* Data listing:

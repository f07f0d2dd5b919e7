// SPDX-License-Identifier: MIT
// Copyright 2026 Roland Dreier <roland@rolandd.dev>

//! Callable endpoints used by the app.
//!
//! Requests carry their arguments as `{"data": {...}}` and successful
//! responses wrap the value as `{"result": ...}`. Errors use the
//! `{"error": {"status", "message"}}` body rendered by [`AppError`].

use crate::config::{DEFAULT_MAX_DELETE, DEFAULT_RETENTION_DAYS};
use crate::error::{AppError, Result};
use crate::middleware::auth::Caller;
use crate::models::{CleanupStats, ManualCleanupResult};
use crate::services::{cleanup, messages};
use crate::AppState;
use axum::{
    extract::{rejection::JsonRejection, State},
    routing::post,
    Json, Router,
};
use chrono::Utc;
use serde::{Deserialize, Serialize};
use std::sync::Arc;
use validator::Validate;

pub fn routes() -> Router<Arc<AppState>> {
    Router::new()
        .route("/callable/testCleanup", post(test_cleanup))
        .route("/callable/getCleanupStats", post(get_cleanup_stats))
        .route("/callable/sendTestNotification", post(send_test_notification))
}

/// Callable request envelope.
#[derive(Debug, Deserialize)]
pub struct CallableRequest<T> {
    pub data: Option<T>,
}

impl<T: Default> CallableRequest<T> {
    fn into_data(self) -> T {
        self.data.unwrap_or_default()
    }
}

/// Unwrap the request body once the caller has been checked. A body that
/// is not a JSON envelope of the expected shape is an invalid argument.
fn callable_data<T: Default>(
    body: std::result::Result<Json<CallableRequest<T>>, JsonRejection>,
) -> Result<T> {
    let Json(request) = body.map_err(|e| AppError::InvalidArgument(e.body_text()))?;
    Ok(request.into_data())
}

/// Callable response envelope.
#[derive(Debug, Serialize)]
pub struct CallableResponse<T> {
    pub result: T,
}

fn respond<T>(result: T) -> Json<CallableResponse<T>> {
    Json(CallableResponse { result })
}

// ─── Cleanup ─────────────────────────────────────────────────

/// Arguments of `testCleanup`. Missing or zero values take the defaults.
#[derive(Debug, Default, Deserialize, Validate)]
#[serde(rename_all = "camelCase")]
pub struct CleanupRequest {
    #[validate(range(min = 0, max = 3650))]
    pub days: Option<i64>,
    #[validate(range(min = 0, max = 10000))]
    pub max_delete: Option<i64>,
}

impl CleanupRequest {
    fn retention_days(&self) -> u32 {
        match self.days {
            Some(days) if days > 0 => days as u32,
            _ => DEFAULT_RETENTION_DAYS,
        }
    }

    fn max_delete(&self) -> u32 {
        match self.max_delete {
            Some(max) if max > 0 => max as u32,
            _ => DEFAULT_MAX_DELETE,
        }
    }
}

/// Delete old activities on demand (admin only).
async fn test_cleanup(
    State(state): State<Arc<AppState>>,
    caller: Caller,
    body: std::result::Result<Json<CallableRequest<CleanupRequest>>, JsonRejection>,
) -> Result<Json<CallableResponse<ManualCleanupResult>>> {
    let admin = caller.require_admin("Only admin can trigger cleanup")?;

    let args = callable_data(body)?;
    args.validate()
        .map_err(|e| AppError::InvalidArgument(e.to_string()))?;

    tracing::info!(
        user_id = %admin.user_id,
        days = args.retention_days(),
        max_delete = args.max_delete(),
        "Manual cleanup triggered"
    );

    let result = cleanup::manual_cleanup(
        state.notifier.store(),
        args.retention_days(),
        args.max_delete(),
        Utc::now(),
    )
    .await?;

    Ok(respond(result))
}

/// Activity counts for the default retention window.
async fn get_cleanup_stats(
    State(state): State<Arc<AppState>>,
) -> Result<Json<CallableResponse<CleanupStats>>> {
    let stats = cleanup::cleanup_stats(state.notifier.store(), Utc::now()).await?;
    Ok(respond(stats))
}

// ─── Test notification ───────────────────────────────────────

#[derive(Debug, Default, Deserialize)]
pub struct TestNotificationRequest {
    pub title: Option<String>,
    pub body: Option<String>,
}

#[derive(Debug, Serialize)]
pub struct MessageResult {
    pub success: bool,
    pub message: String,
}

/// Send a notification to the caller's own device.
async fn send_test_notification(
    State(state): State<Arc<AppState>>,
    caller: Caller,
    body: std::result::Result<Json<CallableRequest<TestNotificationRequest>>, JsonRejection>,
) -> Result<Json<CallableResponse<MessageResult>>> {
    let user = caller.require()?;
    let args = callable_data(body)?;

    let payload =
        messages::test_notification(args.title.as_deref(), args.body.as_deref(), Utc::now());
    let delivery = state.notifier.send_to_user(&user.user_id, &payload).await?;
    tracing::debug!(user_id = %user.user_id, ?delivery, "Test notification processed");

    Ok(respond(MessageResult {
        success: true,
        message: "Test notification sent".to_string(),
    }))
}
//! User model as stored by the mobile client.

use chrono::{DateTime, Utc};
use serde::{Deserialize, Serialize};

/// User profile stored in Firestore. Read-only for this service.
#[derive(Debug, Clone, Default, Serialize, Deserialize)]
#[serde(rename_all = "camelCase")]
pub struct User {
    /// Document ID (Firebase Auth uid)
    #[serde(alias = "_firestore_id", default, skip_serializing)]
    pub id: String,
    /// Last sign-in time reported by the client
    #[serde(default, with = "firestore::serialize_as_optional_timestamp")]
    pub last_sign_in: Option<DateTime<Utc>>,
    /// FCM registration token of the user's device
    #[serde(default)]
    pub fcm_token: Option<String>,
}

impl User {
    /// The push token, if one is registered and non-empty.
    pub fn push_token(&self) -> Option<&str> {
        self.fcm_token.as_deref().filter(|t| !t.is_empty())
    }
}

* Work required:
Each line that holds the string "CleanupRequest" is to be copied from the entries above.

* Solution for this task:
pub struct CleanupRequest {
impl CleanupRequest {
    body: std::result::Result<Json<CallableRequest<CleanupRequest>>, JsonRejection>,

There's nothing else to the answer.